I wrote this months after doing the actual refactoring, but recently heard some other developers talking about how to get rid of Three20, so figured this may be helpful to at least a few other people.

NOTE: This is not a guide. These are just the steps I took. Your code is unique, like a snowflake.

Step 1: get rid of TTURLNavigation

TTURLNavigation was used to create and show view controllers using URLs. So, to show the list of photo galleries I’d navigate to tt://photos, or tt://photos/1 if I wanted to view a specific gallery. I was a noob who was used to web apps, so this was comforting.

TTURLNavigation had it’s hands all over our code, but it was a good place to start because it didn’t involve replacing Three20 with another library, just writing a bit of custom code and a shim.

We had two different ways in which we used URL navigation within the app.

  1. Internal navigation between view controllers
  2. Runtime configuration of a tab bar that used URLs to config what happened for each tab

Internal navigation was pretty easy, I just did a global search for something like “tt://teams” and manually created a TeamsViewController then presented it.

For the UITabBarController, I just used an if statement to build the tab bar controller based on an array of URLs. Yes, this is not very sexy. I refactored this again after Three20 was fully gone. Here’s what that looked like.

NSArray *urls = [self loadTabBarUrlsFromConfigFile];
NSMutableArray *viewControllers = [@[] mutableCopy];

for(NSString *url in urls) {
   if ([URL isEqualToString:@"tt://teams"]) {
	   [viewControllers addObject:[[TeamsViewController alloc] init]];
   } else if ([URL isEqualToString:@"tt://photos"]) {
	   [viewControllers addObject:[[PhotoGalleriesController alloc] init]];
   } else if ([URL isEqualToString:@"tt://links"]) {
	   [viewControllers addObject:[[LinksViewController alloc] init]];
   //.. more controllers
   else {
	   [NSException raise:@"Invalid TabController URL" format:@"URL %@ is invalid", URL];
tabBarController.viewControllers = viewControllers;

Step 2: Change all non-table controllers to use a plain UIViewController

Some of our controllers were extended from a TTBaseViewController to take advantage of who knows what. Other controllers had #import "Three20/Three20.h" even though they never used any actual functionality. Chalk this up to my inexperience or possibly being drunk at the time.

Step 3: Look for tables that use Three20 Data Sources

This was the single largest step.
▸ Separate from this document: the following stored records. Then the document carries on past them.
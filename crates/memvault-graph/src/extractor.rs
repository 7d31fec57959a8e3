//! Entity and relationship extraction from memory text.
//!
//! Two variants behind one trait, selected at construction time:
//! [`HeuristicExtractor`] is deterministic regex + keyword extraction
//! with no model calls and always exists as the fallback;
//! [`HttpExtractor`] asks an LLM endpoint for a JSON extraction.

use crate::error::{Error, Result};
use crate::types::{
    sanitize_id, EntityType, ExtractedEntity, ExtractedRelationship, GraphExtractionResult,
};
use async_trait::async_trait;
use regex::Regex;
use serde::Deserialize;
use std::collections::{BTreeMap, HashSet};
use std::sync::LazyLock;
use std::time::Duration;
use tracing::debug;

/// Derives graph structure from memory text.
#[async_trait]
pub trait GraphExtractor: Send + Sync {
    /// Extract entities and relationships from `content`.
    async fn extract(&self, content: &str, memory_id: &str) -> Result<GraphExtractionResult>;

    /// Extractor name.
    fn name(&self) -> &str;
}

// ── Compiled patterns ───────────────────────────────────────────

/// Capitalized name sequence ("Alice", "New York", "ACME").
const NAME: &str = r"[A-Z][\w&'\-]*(?:\s+[A-Z][\w&'\-]*)*";

static RE_WORKS_AT: LazyLock<Regex> = LazyLock::new(|| {
    Regex::new(&format!(
        r"(?P<person>{NAME})\s+works\s+(?:at|for)\s+(?P<org>{NAME})"
    ))
    .unwrap()
});

static RE_ORG_IN: LazyLock<Regex> = LazyLock::new(|| {
    Regex::new(&format!(
        r"works\s+(?:at|for)\s+(?P<org>{NAME})\s+in\s+(?P<loc>{NAME})"
    ))
    .unwrap()
});

static RE_FOUNDED: LazyLock<Regex> = LazyLock::new(|| {
    Regex::new(&format!(r"(?P<person>{NAME})\s+founded\s+(?P<org>{NAME})")).unwrap()
});

static RE_LIVES_IN: LazyLock<Regex> = LazyLock::new(|| {
    Regex::new(&format!(
        r"(?P<person>{NAME})\s+(?:lives|lived|resides)\s+in\s+(?P<loc>{NAME})"
    ))
    .unwrap()
});

static RE_WENT_TO: LazyLock<Regex> = LazyLock::new(|| {
    Regex::new(&format!(
        r"(?P<person>{NAME})\s+(?P<verb>visited|moved\s+to|went\s+to|traveled\s+to)\s+(?P<loc>{NAME})"
    ))
    .unwrap()
});

static RE_IS_A: LazyLock<Regex> = LazyLock::new(|| {
    Regex::new(&format!(
        r"(?P<subj>{NAME})\s+is\s+(?:a|an|the)\s+(?P<pred>[a-z][a-z\- ]{{1,40}}?)(?:[.,;!?]|$)"
    ))
    .unwrap()
});

static RE_IN_PLACE: LazyLock<Regex> =
    LazyLock::new(|| Regex::new(&format!(r"\bin\s+(?P<loc>{NAME})")).unwrap());

static RE_NAME: LazyLock<Regex> = LazyLock::new(|| Regex::new(NAME).unwrap());

/// Pronouns and determiners that look like names at sentence starts.
static STOP_WORDS: LazyLock<HashSet<&'static str>> = LazyLock::new(|| {
    [
        "i", "the", "a", "an", "my", "his", "her", "our", "their", "he", "she", "it", "they",
        "we", "you", "this", "that", "these", "those", "today", "yesterday", "tomorrow", "mr",
        "mrs", "ms", "dr",
    ]
    .into_iter()
    .collect()
});

// ── Heuristic extractor ─────────────────────────────────────────

/// Rule-based extraction — no model calls, fully deterministic.
#[derive(Debug, Default)]
pub struct HeuristicExtractor;

impl HeuristicExtractor {
    /// Create the extractor.
    pub fn new() -> Self {
        Self
    }

    fn push_entity(
        entities: &mut Vec<ExtractedEntity>,
        seen: &mut HashSet<String>,
        label: &str,
        entity_type: EntityType,
        confidence: f32,
    ) {
        let id = sanitize_id(label);
        if id.is_empty() || STOP_WORDS.contains(id.as_str()) {
            return;
        }
        if seen.insert(id) {
            entities.push(ExtractedEntity {
                label: label.to_string(),
                entity_type,
                confidence,
                properties: BTreeMap::new(),
            });
        }
    }

    fn push_relationship(
        relationships: &mut Vec<ExtractedRelationship>,
        seen: &mut HashSet<String>,
        source: &str,
        target: &str,
        label: &str,
        confidence: f32,
    ) {
        let key = format!("{}|{}|{}", sanitize_id(source), sanitize_id(target), sanitize_id(label));
        if seen.insert(key) {
            relationships.push(ExtractedRelationship {
                source: source.to_string(),
                target: target.to_string(),
                label: label.to_string(),
                rel_type: None,
                confidence,
            });
        }
    }

    fn run(content: &str) -> GraphExtractionResult {
        let mut entities = Vec::new();
        let mut relationships = Vec::new();
        let mut seen_entities: HashSet<String> = HashSet::new();
        let mut seen_relationships: HashSet<String> = HashSet::new();

        // ── Employment ──────────────────────────────────────
        for cap in RE_WORKS_AT.captures_iter(content) {
            let person = cap["person"].to_string();
            let org = cap["org"].to_string();
            Self::push_entity(&mut entities, &mut seen_entities, &person, EntityType::Person, 0.9);
            Self::push_entity(&mut entities, &mut seen_entities, &org, EntityType::Organization, 0.9);
            Self::push_relationship(
                &mut relationships,
                &mut seen_relationships,
                &person,
                &org,
                "works at",
                0.85,
            );
        }

        // ── Organization location ("works at Acme in Paris") ─
        for cap in RE_ORG_IN.captures_iter(content) {
            let org = cap["org"].to_string();
            let loc = cap["loc"].to_string();
            Self::push_entity(&mut entities, &mut seen_entities, &loc, EntityType::Location, 0.85);
            Self::push_relationship(
                &mut relationships,
                &mut seen_relationships,
                &org,
                &loc,
                "located in",
                0.85,
            );
        }

        // ── Founding ────────────────────────────────────────
        for cap in RE_FOUNDED.captures_iter(content) {
            let person = cap["person"].to_string();
            let org = cap["org"].to_string();
            Self::push_entity(&mut entities, &mut seen_entities, &person, EntityType::Person, 0.9);
            Self::push_entity(&mut entities, &mut seen_entities, &org, EntityType::Organization, 0.9);
            Self::push_relationship(
                &mut relationships,
                &mut seen_relationships,
                &person,
                &org,
                "founded",
                0.85,
            );
        }

        // ── Residence and travel ────────────────────────────
        for cap in RE_LIVES_IN.captures_iter(content) {
            let person = cap["person"].to_string();
            let loc = cap["loc"].to_string();
            Self::push_entity(&mut entities, &mut seen_entities, &person, EntityType::Person, 0.9);
            Self::push_entity(&mut entities, &mut seen_entities, &loc, EntityType::Location, 0.85);
            Self::push_relationship(
                &mut relationships,
                &mut seen_relationships,
                &person,
                &loc,
                "lives in",
                0.85,
            );
        }
        for cap in RE_WENT_TO.captures_iter(content) {
            let person = cap["person"].to_string();
            let loc = cap["loc"].to_string();
            let verb = cap["verb"].split_whitespace().collect::<Vec<_>>().join(" ");
            Self::push_entity(&mut entities, &mut seen_entities, &person, EntityType::Person, 0.9);
            Self::push_entity(&mut entities, &mut seen_entities, &loc, EntityType::Location, 0.85);
            Self::push_relationship(
                &mut relationships,
                &mut seen_relationships,
                &person,
                &loc,
                &verb.to_lowercase(),
                0.8,
            );
        }

        // ── "X is a Y" → role property on X ─────────────────
        for cap in RE_IS_A.captures_iter(content) {
            let subj = cap["subj"].to_string();
            let pred = cap["pred"].trim().to_string();
            let subj_id = sanitize_id(&subj);
            if subj_id.is_empty() || STOP_WORDS.contains(subj_id.as_str()) {
                continue;
            }
            if seen_entities.insert(subj_id.clone()) {
                entities.push(ExtractedEntity {
                    label: subj.clone(),
                    entity_type: EntityType::Person,
                    confidence: 0.8,
                    properties: BTreeMap::new(),
                });
            }
            if let Some(entity) = entities.iter_mut().find(|e| sanitize_id(&e.label) == subj_id) {
                entity
                    .properties
                    .insert("role".to_string(), serde_json::Value::String(pred));
            }
        }

        // ── Bare locations ("meeting in Berlin") ────────────
        for cap in RE_IN_PLACE.captures_iter(content) {
            let loc = cap["loc"].to_string();
            Self::push_entity(&mut entities, &mut seen_entities, &loc, EntityType::Location, 0.75);
        }

        // ── Remaining capitalized mentions, mid-sentence only ─
        for mat in RE_NAME.find_iter(content) {
            let start = mat.start();
            let sentence_initial = start == 0
                || content[..start]
                    .trim_end()
                    .ends_with(['.', '!', '?', '\n']);
            if sentence_initial {
                continue;
            }
            Self::push_entity(
                &mut entities,
                &mut seen_entities,
                mat.as_str(),
                EntityType::Concept,
                0.6,
            );
        }

        let confidence = if entities.is_empty() {
            0.0
        } else {
            entities.iter().map(|e| e.confidence).sum::<f32>() / entities.len() as f32
        };

        GraphExtractionResult {
            entities,
            relationships,
            confidence,
        }
    }
}

#[async_trait]
impl GraphExtractor for HeuristicExtractor {
    async fn extract(&self, content: &str, memory_id: &str) -> Result<GraphExtractionResult> {
        let result = Self::run(content);
        debug!(
            memory_id,
            entities = result.entities.len(),
            relationships = result.relationships.len(),
            "Heuristic extraction complete"
        );
        Ok(result)
    }

    fn name(&self) -> &str {
        "heuristic"
    }
}

// ── HTTP extractor ──────────────────────────────────────────────

const EXTRACTION_PROMPT: &str = "Extract entities and relationships from the user's text. \
Respond with JSON only: {\"entities\":[{\"label\":string,\"type\":\"person|organization|location|event|concept|other\",\"confidence\":number}],\
\"relationships\":[{\"source\":string,\"target\":string,\"label\":string,\"confidence\":number}]}";

#[derive(Debug, Deserialize)]
struct ChatResponse {
    choices: Vec<ChatChoice>,
}

#[derive(Debug, Deserialize)]
struct ChatChoice {
    message: ChatMessage,
}

#[derive(Debug, Deserialize)]
struct ChatMessage {
    content: String,
}

#[derive(Debug, Deserialize)]
struct ExtractionPayload {
    #[serde(default)]
    entities: Vec<PayloadEntity>,
    #[serde(default)]
    relationships: Vec<PayloadRelationship>,
}

#[derive(Debug, Deserialize)]
struct PayloadEntity {
    label: String,
    #[serde(rename = "type", default)]
    entity_type: String,
    #[serde(default = "default_confidence")]
    confidence: f32,
}

#[derive(Debug, Deserialize)]
struct PayloadRelationship {
    source: String,
    target: String,
    label: String,
    #[serde(default = "default_confidence")]
    confidence: f32,
}

fn default_confidence() -> f32 {
    0.8
}

/// LLM-backed extraction over an OpenAI-style chat endpoint.
pub struct HttpExtractor {
    client: reqwest::Client,
    base_url: String,
    api_key: Option<String>,
    model: String,
    timeout: Duration,
}

impl HttpExtractor {
    /// Create an extractor for `base_url` with the given model.
    pub fn new(
        base_url: impl Into<String>,
        api_key: Option<String>,
        model: impl Into<String>,
        timeout: Duration,
    ) -> Result<Self> {
        let client = reqwest::Client::builder()
            .timeout(timeout)
            .build()
            .map_err(|e| Error::Extraction(format!("client init: {e}")))?;
        Ok(Self {
            client,
            base_url: base_url.into().trim_end_matches('/').to_string(),
            api_key,
            model: model.into(),
            timeout,
        })
    }

    fn parse_payload(content: &str) -> Result<ExtractionPayload> {
        // Models sometimes wrap JSON in code fences; take the outermost object.
        let start = content.find('{');
        let end = content.rfind('}');
        let json = match (start, end) {
            (Some(s), Some(e)) if e > s => &content[s..=e],
            _ => return Err(Error::Extraction("no JSON object in response".to_string())),
        };
        serde_json::from_str(json).map_err(|e| Error::Extraction(format!("bad payload: {e}")))
    }
}

#[async_trait]
impl GraphExtractor for HttpExtractor {
    async fn extract(&self, content: &str, memory_id: &str) -> Result<GraphExtractionResult> {
        let body = serde_json::json!({
            "model": self.model,
            "messages": [
                {"role": "system", "content": EXTRACTION_PROMPT},
                {"role": "user", "content": content},
            ],
            "temperature": 0.0,
        });
        let mut req = self
            .client
            .post(format!("{}/v1/chat/completions", self.base_url))
            .json(&body);
        if let Some(key) = &self.api_key {
            req = req.bearer_auth(key);
        }
        let resp = req.send().await.map_err(|e| {
            if e.is_timeout() {
                Error::Timeout(self.timeout.as_millis() as u64)
            } else {
                Error::Extraction(format!("request failed: {e}"))
            }
        })?;
        if !resp.status().is_success() {
            return Err(Error::Extraction(format!(
                "extraction request failed with status {}",
                resp.status()
            )));
        }
        let chat: ChatResponse = resp
            .json()
            .await
            .map_err(|e| Error::Extraction(format!("bad response: {e}")))?;
        let text = chat
            .choices
            .first()
            .map(|c| c.message.content.as_str())
            .ok_or_else(|| Error::Extraction("empty response".to_string()))?;
        let payload = Self::parse_payload(text)?;

        let entities: Vec<ExtractedEntity> = payload
            .entities
            .into_iter()
            .map(|e| ExtractedEntity {
                label: e.label,
                entity_type: EntityType::from_str_lossy(&e.entity_type),
                confidence: e.confidence.clamp(0.0, 1.0),
                properties: BTreeMap::new(),
            })
            .collect();
        let relationships: Vec<ExtractedRelationship> = payload
            .relationships
            .into_iter()
            .map(|r| ExtractedRelationship {
                source: r.source,
                target: r.target,
                label: r.label,
                rel_type: None,
                confidence: r.confidence.clamp(0.0, 1.0),
            })
            .collect();
        let confidence = if entities.is_empty() {
            0.0
        } else {
            entities.iter().map(|e| e.confidence).sum::<f32>() / entities.len() as f32
        };
        debug!(
            memory_id,
            entities = entities.len(),
            relationships = relationships.len(),
            "LLM extraction complete"
        );
        Ok(GraphExtractionResult {
            entities,
            relationships,
            confidence,
        })
    }

    fn name(&self) -> &str {
        "http"
    }
}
At this point I created a Storyboard and merged a few XIB files into it for custom cells. This also allowed me to use prototype cells for the simple stuff.

Start with the easy…tables with static data. This was just a matter of merging in the code from the Three20 data source into the table view.
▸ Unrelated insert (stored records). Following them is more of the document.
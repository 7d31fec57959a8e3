//! Core domain types.
//!
//! A **memory** is a short piece of user content to be remembered. The
//! engine never mutates a memory after creation; re-extraction requires
//! an explicit `force_reprocess` at the call site.

use chrono::{DateTime, Utc};
use serde::{Deserialize, Serialize};

/// A single user memory.
#[derive(Debug, Clone, Serialize, Deserialize)]
pub struct Memory {
    /// Unique memory ID (UUID)
    pub id: String,
    /// Owner of this memory; every persistent structure is keyed by it
    pub user_id: String,
    /// Full memory text
    pub content: String,
    /// Category (general, knowledge, preference, event, …)
    pub category: String,
    /// When this memory was created
    pub created_at: DateTime<Utc>,
    /// Optional importance weight (0.0–1.0)
    #[serde(skip_serializing_if = "Option::is_none")]
    pub importance: Option<f32>,
    /// Optional topic label
    #[serde(skip_serializing_if = "Option::is_none")]
    pub topic: Option<String>,
    /// Opaque caller-supplied metadata, stored alongside the vector
    #[serde(skip_serializing_if = "Option::is_none")]
    pub custom_metadata: Option<serde_json::Value>,
}

impl Memory {
    /// Create a memory with a fresh UUID and the current timestamp.
    pub fn new(user_id: impl Into<String>, content: impl Into<String>) -> Self {
        Self {
            id: uuid::Uuid::new_v4().to_string(),
            user_id: user_id.into(),
            content: content.into(),
            category: "general".to_string(),
            created_at: Utc::now(),
            importance: None,
            topic: None,
            custom_metadata: None,
        }
    }

    /// Set the category.
    pub fn with_category(mut self, category: impl Into<String>) -> Self {
        self.category = category.into();
        self
    }

    /// Set the importance weight.
    pub fn with_importance(mut self, importance: f32) -> Self {
        self.importance = Some(importance);
        self
    }

    /// Set the topic label.
    pub fn with_topic(mut self, topic: impl Into<String>) -> Self {
        self.topic = Some(topic.into());
        self
    }
}

#[cfg(test)]
mod tests {
    use super::*;

    #[test]
    fn test_memory_builder() {
        let mem = Memory::new("u1", "Alice works at Acme")
            .with_category("knowledge")
            .with_importance(0.8)
            .with_topic("work");
        assert_eq!(mem.user_id, "u1");
        assert_eq!(mem.category, "knowledge");
        assert_eq!(mem.importance, Some(0.8));
        assert_eq!(mem.topic.as_deref(), Some("work"));
        assert!(!mem.id.is_empty());
    }

    #[test]
    fn test_memory_serialization_roundtrip() {
        let mem = Memory::new("u1", "hello");
        let json = serde_json::to_string(&mem).unwrap();
        let back: Memory = serde_json::from_str(&json).unwrap();
        assert_eq!(back.id, mem.id);
        assert_eq!(back.content, "hello");
    }

    #[test]
    fn test_optional_fields_skipped() {
        let mem = Memory::new("u1", "hello");
        let json = serde_json::to_string(&mem).unwrap();
        assert!(!json.contains("importance"));
        assert!(!json.contains("topic"));
    }
}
For the tables that pulled in data from an external API, I refactored to use AFNetworking and blocks. For the table cells that used the Three20 remote image loading, use the UIImageView+AFNetworking.h category that comes with AFNetworking.
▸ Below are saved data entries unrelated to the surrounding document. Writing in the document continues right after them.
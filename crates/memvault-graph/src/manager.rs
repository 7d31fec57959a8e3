//! Memory→graph pipeline and per-user provenance.
//!
//! The manager glues extraction, merging and persistence together:
//! processing a memory is idempotent per `memory_id` (unless forced),
//! per-user writes are serialized through the cached graph's lock, and
//! the in-memory graph stays authoritative when persistence fails.

use crate::error::{Error, Result};
use crate::service::{GraphPath, GraphService, GraphStats, TraversalOptions};
use crate::store::GraphStore;
use crate::types::{
    Entity, EntityType, GraphMemoryMapping, GraphUpdateResult, KnowledgeGraph, Relationship,
};
use chrono::{DateTime, Utc};
use memvault_core::Memory;
use std::collections::{BTreeSet, HashMap};
use std::sync::Arc;
use std::time::Duration;
use tokio::sync::{Mutex, RwLock};
use tracing::{debug, info, warn};

/// Options for [`KnowledgeGraphManager::process_memory_for_graph`].
#[derive(Debug, Clone, Default)]
pub struct ProcessOptions {
    /// Re-run extraction even when a mapping already exists
    pub force_reprocess: bool,
    /// Per-call confidence threshold override
    pub confidence_threshold: Option<f32>,
}

/// Progress callback: `(processed, total)`.
pub type ProgressFn = Box<dyn Fn(usize, usize) + Send + Sync>;

/// Options for batch processing.
pub struct BatchProcessOptions {
    /// Memories per batch
    pub batch_size: usize,
    /// Pause between batches (provider rate budget)
    pub delay_ms: u64,
    /// Optional progress callback
    pub on_progress: Option<ProgressFn>,
}

impl Default for BatchProcessOptions {
    fn default() -> Self {
        Self {
            batch_size: 5,
            delay_ms: 1_000,
            on_progress: None,
        }
    }
}

/// Batch processing outcome.
#[derive(Debug, Default)]
pub struct BatchGraphOutcome {
    /// Per-memory results, input order (skipped memories included)
    pub results: Vec<GraphUpdateResult>,
    /// `(memory_id, error)` for memories that failed to persist
    pub errors: Vec<(String, String)>,
}

/// Declarative graph search across entities, relationships and
/// provenance.
#[derive(Debug, Clone, Default)]
pub struct GraphSearchQuery {
    /// Case-insensitive keywords over labels and properties
    pub keywords: Option<Vec<String>>,
    /// Keep entities of these types
    pub entity_types: Option<Vec<EntityType>>,
    /// Keep relationships with these labels
    pub relationship_types: Option<Vec<String>>,
    /// Keep items derived from any of these memories
    pub memory_ids: Option<Vec<String>>,
    /// Keep items last updated inside this range
    pub date_range: Option<(DateTime<Utc>, DateTime<Utc>)>,
    /// Expand around the entities extracted from this memory
    pub similar_to_memory: Option<String>,
    /// Truncate result lists
    pub max_results: Option<usize>,
}

/// Graph search output.
#[derive(Debug, Clone, Default)]
pub struct GraphSearchResult {
    /// Matching entities
    pub entities: Vec<Entity>,
    /// Matching relationships
    pub relationships: Vec<Relationship>,
    /// Union of the matches' source memories
    pub related_memories: Vec<String>,
    /// Paths from the `similar_to_memory` expansion
    pub paths: Option<Vec<GraphPath>>,
}

/// Memories connected to an entity, with the connecting structure.
#[derive(Debug, Clone, Default)]
pub struct EntityMemories {
    /// Memory ids reachable through the entity's neighbourhood
    pub memories: Vec<String>,
    /// Entities reached by the traversal
    pub connected_entities: Vec<Entity>,
    /// Discovery paths
    pub pathways: Vec<GraphPath>,
}

/// Glues memories to the per-user knowledge graph.
pub struct KnowledgeGraphManager {
    service: Arc<GraphService>,
    store: GraphStore,
    graphs: RwLock<HashMap<String, Arc<Mutex<KnowledgeGraph>>>>,
}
We also had a few table views that used pull to refresh. We were targetting iOS5 and up at the time, so I could not use a UIRefreshControl. Instead, I used the wonderful SVPullToRefresh library by Sam Vermette.

Step 4: Remove any use of TTStyleSheet and TTSTYLEVAR macros

TTStyle is another one of the things that is deeply embedded into everything Three20, so this is best left to a later stage. I replaced this with a category called UIColor+AppColors so I could easily handle things like setting up my tables using [UIColor tableSeparatorColor]. I also used a Style Controller to setup app wide styles using UIAppearance.

Step 5: replace the photo browser

I just used MWPhotoBrowser. It was a matter of about 3 steps that were each quite simple on thier own.

Step 6: Final Sweep, aka “Jump”

With no large issues remaining, this was the point where I removed Three20 from the project and spent a bit of time fixing compiler errors until it worked.

##What did I end up with?

  • A project that contained several hundred fewer source files.
  • An app that was ~1.5 MB smaller.
  • Code that was easier to read and refactor even more.
  • Code that would now play nice with any number of third party libraries.